AI in Robotic Surgery
Hi guys and welcome back to the series on AI!
Today i will be focusing on how AI can transform surgery, which I hope you will find interesting.
How robotic surgery was used in the past:
Initially robotic surgery was used for carrying out surgical tasks that can be repetitive, the most common examples of this include suturing and tissue dissection. This increased consistency and also reduced surgeon workload so they could focus their attention on other parts of their job that requires more attention.
However, it is now being used for many other purposes.
Current use of AI in robotic surgery:
It has been proven to be particularly useful in image recognition
Identifying critical structures, for example blood vessels and tumours
Helping the surgeon with desicion making
What AI is hoping to be used for in surgery in the future:
Assist in planning and optimising surgical instrument movement
Smoother and more precise surgery
Give surgeon feedback on tissue texture and resistance
Personalise surgical responses to the patient's needs
There are 2 main AI algorithms being explored for surgery:
Deep Learning- image recognition, identification, prediction of bleeding risks
Reinforcment learning- this is trial and error method learning in the hope that the robot can perform complex tasks in the future
There are 5 different levels that AI can support a surgery in that will be explored below:
Level 0- surgeons directly controlling robotic movement without asistance
Level 1- assist surgeons by actively guiding them through limitations that are faced in certain surgeries, for example landoscopy through their active technology eg. tissue sensitivity
Level 2- execute specific surgical tasks based on physican guidelines
Level 3- plan and execute tasks independent of surgical setting examples include assesing thickness of tissue and planning for suture intersection. This is currently what AI is being used most within surgery
Level 4- interpreting pre-operative and intra-operative data to create intervention plans to execute actions adapting it to real time eg. targeting cancerous areas and avoiding healthy tissue
Level 5- surgery without human intervention. This is not done yet but, an aim for the future.

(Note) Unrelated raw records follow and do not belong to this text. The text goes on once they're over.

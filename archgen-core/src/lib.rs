//! Core utilities for the archgen type generator.
//!
//! This crate provides the leaf-level building blocks used by the
//! generator: identifier normalization, case conversion, and the
//! reference-model type-resolution oracle.

mod normalize;
mod registry;
mod utils;

// Identifier normalization
pub use normalize::{PLACEHOLDER_LEN, normalize, placeholder, sanitize_leading_digit, try_normalize};
// Type resolution
pub use registry::{ExpandedField, RmTypeRegistry, TypeResolver, resolve_scalar};
// String utilities
pub use utils::{abbreviate, camel_to_snake, to_camel_case, to_upper_snake};
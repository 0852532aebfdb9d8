//! Generate operation - configuration loading and one generation run.

use std::path::Path;

use archgen_codegen::{Generation, Generator, GeneratorConfig, registry_from_manifest};
use archgen_core::RmTypeRegistry;
use archgen_manifest::{Manifest, load_template};
use eyre::{Context, Result};
use tracing::debug;

use crate::commands::UnwrapOrExit;

/// Manifest looked up in the working directory when none is given.
pub const DEFAULT_MANIFEST: &str = "archgen.toml";

/// Everything a run needs besides the template.
pub struct Settings {
    pub config: GeneratorConfig,
    pub registry: RmTypeRegistry,
}

impl Settings {
    /// Load settings from `path`, or from `archgen.toml` when it exists.
    ///
    /// Without any manifest the built-in defaults apply. Manifest errors,
    /// including an invalid `package` override, are reported and end the
    /// process.
    pub fn load(path: Option<&Path>, package: Option<&str>) -> Self {
        Self::try_load(path, package).unwrap_or_exit()
    }

    /// Like [`Settings::load`], returning manifest errors to the caller.
    pub fn try_load(path: Option<&Path>, package: Option<&str>) -> archgen_manifest::Result<Self> {
        let mut manifest = match path {
            Some(path) => Manifest::from_file(path)?,
            None if Path::new(DEFAULT_MANIFEST).is_file() => {
                Manifest::from_file(DEFAULT_MANIFEST)?
            }
            None => {
                debug!("no {} found, using defaults", DEFAULT_MANIFEST);
                Manifest::default()
            }
        };

        if let Some(package) = package {
            manifest.override_package(package, "--package")?;
        }
        Ok(Self {
            config: GeneratorConfig::from_manifest(&manifest),
            registry: registry_from_manifest(&manifest),
        })
    }
}

/// Load a template and run generation over it.
pub fn generate(template_path: &Path, settings: &Settings) -> Result<Generation> {
    let template = load_template(template_path).unwrap_or_exit();
    Generator::new(&settings.config, &settings.registry)
        .generate(&template)
        .wrap_err_with(|| format!("Failed to generate types for {}", template_path.display()))
}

Advantages of AI in robotic surgery:
Enhanced precision and accuracy, specifically in delicate procedures
Reducing surgeon fatigue by carrying out repetitive tasks so surgeons can increase focus on critical aspects
Increased safety as their is a lower risk of bleeding, surgical errors, faster recovery time and less pain
Disadvantages of AI in surgery:
There is a very high intial cost which would require a large amount of the NHS budget. It is also less accessible to small hospitals and developing countries that do not have the resources for this technology
The reliability and beneficial outcome of AI is highly dependent on quantity and quality of its training
Cybersecurity concerns- if AI has data of patients, this may be potentially dangeous as AI cannot be trusted with it. There is also the concern of hacking into the system
Distrupting existing workflows- introduction of AI into a surgical setting will result in changes in the surgical team dynamics and result in surgeons needing additional training.
AI in robotic surgery has shown success in a variety of different areas including supporting cornary artery bypass grafting to brain tumour removal and it has a great potential in healthcare for the future.